Algunas tienen el sabor intenso del fruto prohibido e inaccesible, otras son confortables y acogedoras como la compañía de una buena amiga. Las hay grandes y pequeñas, altivas y sobrecogedoras o también modestas, casi irrelevantes. A veces las compartimos formando parte de una muchedumbre extasiada, otras se nos concede el privilegio de su exclusividad. Todas, absolutamente todas, merecen la pena.
La cima de una montaña, cualquier montaña, es siempre un lugar especial. Ése en el que las líneas confluyen en el vano empeño de tocar el cielo en su huida imposible de lo material a lo etéreo y, al revés, el lugar en el que muchos sueños, a veces largamente acariciados, se materializan, se hacen realidad.
Recuerdo la cima estrecha y aérea del Puro en Riglos y la satisfacción de encaramarse a aquel lugar de perfiles imposibles, la siesta placentera en el Achar de Alano hace muchos, muchos años, un mediodía de verano, o la visita apresurada hace unos días, bajo la tormenta, a la cima del Spijeoles, tocada con una coqueta capucha de nieve. Pisar una cima es un acontecimiento único, irrepetible, que envuelve el lugar y el momento de sentimientos que justifican a veces mucho esfuerzo, mucha dedicación, en ocasiones quizá toda una vida de afición montañera. Hay, sin duda, otros momentos gratificantes en la montaña, pero ¿qué sería de nosotros sin nuestras cimas?
Lo que define una cima es la geometría desnuda, sin artificios, de sus perfiles. No me gusta esa manía de vestirla de objetos.
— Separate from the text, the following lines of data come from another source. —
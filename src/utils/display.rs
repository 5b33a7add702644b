//! Terminal display utilities for CLI output formatting.

use comfy_table::{presets::UTF8_FULL_CONDENSED, ContentArrangement, Table};
use std::io::{self, IsTerminal};
use terminal_size::terminal_size;
use unicode_width::UnicodeWidthChar;

use crate::models::NormalizedRecord;

/// Default width when terminal size cannot be determined.
pub const DEFAULT_WIDTH: usize = 100;

/// Get the current terminal width in characters.
pub fn terminal_width() -> usize {
    terminal_size()
        .map(|(w, _)| w.0 as usize)
        .unwrap_or(DEFAULT_WIDTH)
}

/// Check if stdout is a terminal.
pub fn is_terminal() -> bool {
    io::stdout().is_terminal()
}

/// Truncate text to fit within the specified display width.
///
/// Wide characters (CJK, full-width forms) count as two columns. An ellipsis
/// is appended if truncation occurred.
///
/// ```
/// use scholar_fanout::utils::truncate_with_ellipsis;
///
/// assert_eq!(truncate_with_ellipsis("Hello World", 8), "Hello...");
/// assert_eq!(truncate_with_ellipsis("Hi", 8), "Hi");
/// ```
pub fn truncate_with_ellipsis(text: &str, max_width: usize) -> String {
    if max_width == 0 {
        return String::new();
    }

    let char_widths: Vec<(char, usize)> = text
        .chars()
        .map(|c| (c, UnicodeWidthChar::width(c).unwrap_or(1)))
        .collect();

    let total_width: usize = char_widths.iter().map(|(_, w)| *w).sum();
    if total_width <= max_width {
        return text.to_string();
    }

    let budget = max_width.saturating_sub(3);
    let mut current_width = 0;
    let mut truncated = String::new();
    for (c, w) in char_widths {
        if current_width + w > budget {
            break;
        }
        current_width += w;
        truncated.push(c);
    }

    format!("{}...", truncated)
}

/// Render records as a table sized to the given width
pub fn render_table(records: &[NormalizedRecord], width: usize) -> String {
    // # | Source | Year | Cites | Title | Authors
    let fixed = 4 + 18 + 6 + 7;
    let flexible = width.saturating_sub(fixed + 14).max(30);
    let title_width = flexible * 3 / 5;
    let author_width = flexible - title_width;

    let mut table = Table::new();
    table
        .load_preset(UTF8_FULL_CONDENSED)
        .set_content_arrangement(ContentArrangement::Dynamic)
        .set_width(width as u16)
        .set_header(vec!["#", "Source", "Year", "Cites", "Title", "Authors"]);

    for (i, record) in records.iter().enumerate() {
        let authors = record.author_names().collect::<Vec<_>>().join(", ");
        let cites = record
            .citation_count()
            .map(|c| c.to_string())
            .unwrap_or_else(|| "-".to_string());

        table.add_row(vec![
            (i + 1).to_string(),
            record.source().name().to_string(),
            record.year().to_string(),
            cites,
            truncate_with_ellipsis(record.title(), title_width),
            truncate_with_ellipsis(&authors, author_width),
        ]);
    }

    table.to_string()
}

/// Render records as plain text, one block per record
pub fn render_plain(records: &[NormalizedRecord]) -> String {
    records
        .iter()
        .enumerate()
        .map(|(i, r)| {
            let authors = r.author_names().collect::<Vec<_>>().join(", ");
            let access = if r.is_open_access() { " [open access]" } else { "" };
            format!(
                "{}. {} ({})\n   {} | {}{}\n   {}",
                i + 1,
                r.title(),
                r.year(),
                r.source().name(),
                authors,
                access,
                r.url()
            )
        })
        .collect::<Vec<_>>()
        .join("\n\n")
}
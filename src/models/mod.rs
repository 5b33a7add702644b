//! Core data models for search records and queries.

mod record;
mod search;

pub use record::{
    Author, NormalizedRecord, PublicationYear, RecordBuilder, RecordError, SourceKind,
};
pub use search::{SearchQuery, DEFAULT_PER_SOURCE_LIMIT};
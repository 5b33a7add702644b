//! Utility modules supporting search operations.
//!
//! - [`HttpClient`]: shared HTTP client with timeouts
//! - [`collapse_whitespace`]: text normalization used by every source
//! - [`ScriptFilter`], [`sort_by_popularity`], [`apply_view`]: client-side views over results
//! - [`format_citation`]: BibTeX and bibliography-style citation export
//! - [`deduplicate`]: opt-in cross-source deduplication
//! - [`render_table`], [`render_plain`]: terminal output
//!
//! # Filtering and sorting
//!
//! ```rust
//! use scholar_fanout::utils::{apply_view, ScriptFilter, ViewOptions};
//! use scholar_fanout::models::NormalizedRecord;
//!
//! # fn example(records: Vec<NormalizedRecord>) {
//! let options = ViewOptions {
//!     script: Some(ScriptFilter::japanese()),
//!     sort_by_popularity: true,
//! };
//! let view = apply_view(&records, &options);
//! # }
//! ```

mod cite;
mod dedup;
mod display;
mod filter;
mod http;
mod text;

pub use cite::{format_bibtex, format_citation, CitationStyle};
pub use dedup::{deduplicate, find_duplicates, DedupPolicy};
pub use display::{is_terminal, render_plain, render_table, terminal_width, truncate_with_ellipsis};
pub use filter::{apply_view, sort_by_popularity, ScriptFilter, ViewOptions, JAPANESE_RANGES};
pub use http::{HttpClient, DEFAULT_REQUEST_TIMEOUT};
pub use text::collapse_whitespace;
El ser humano, en su arrogancia, se siente impelido muchas veces a adornar la naturaleza, como si necesitara ser provista de un valor añadido. Una escultura aquí, una efigie, un monolito, una cruz o un modesto buzón. Los detesto todos. Todos ellos responden a nuestra vanidad estúpida.
Una cima con buzón es menos cima. Rompe la complicidad entre el hombre y la montaña, ese pacto silencioso que solo atañe a ambos.
El Hernio es un bonito monte cuya silueta, acompañada de la del Gazume, cierra al Sur el horizonte de Donostialdea, la comarca en la que vivo. Su cima ha sido profanada desde hace mucho por una cantidad enorme de cruces, una de ellas gigantesca, apreciable desde muy lejos. Es un lugar de peregrinación y romería habitual y un ejemplo de lo que no se debe hacer con la cima de una montaña. Uno podrá subir allí a adorar a sus divinidades, digo yo, o a recordar a sus muertos… y marcharse cumpliendo esa máxima universal que nos afecta a todos los que apreciamos la naturaleza: dejarla como estaba cuando llegamos. Así, otros podrán rendir culto a sus otras divinidades o, quienes estamos libres de esa carga, disfrutar simplemente del lugar y su belleza.
Una cima como la del Hernio es un lugar especial cualquier atardecer cuando el sol a contraluz dibuja para nosotros las siluetas de la sucesión de valles y montes desde Izarraitz hasta el Anboto, cuando la vista cae a plomo sobre los tejados agrupados en torno a la iglesia de Errezil o la mirada se pierde en el horizonte azul del Cantábrico… hasta que reparamos en la vulgaridad que nos rodea.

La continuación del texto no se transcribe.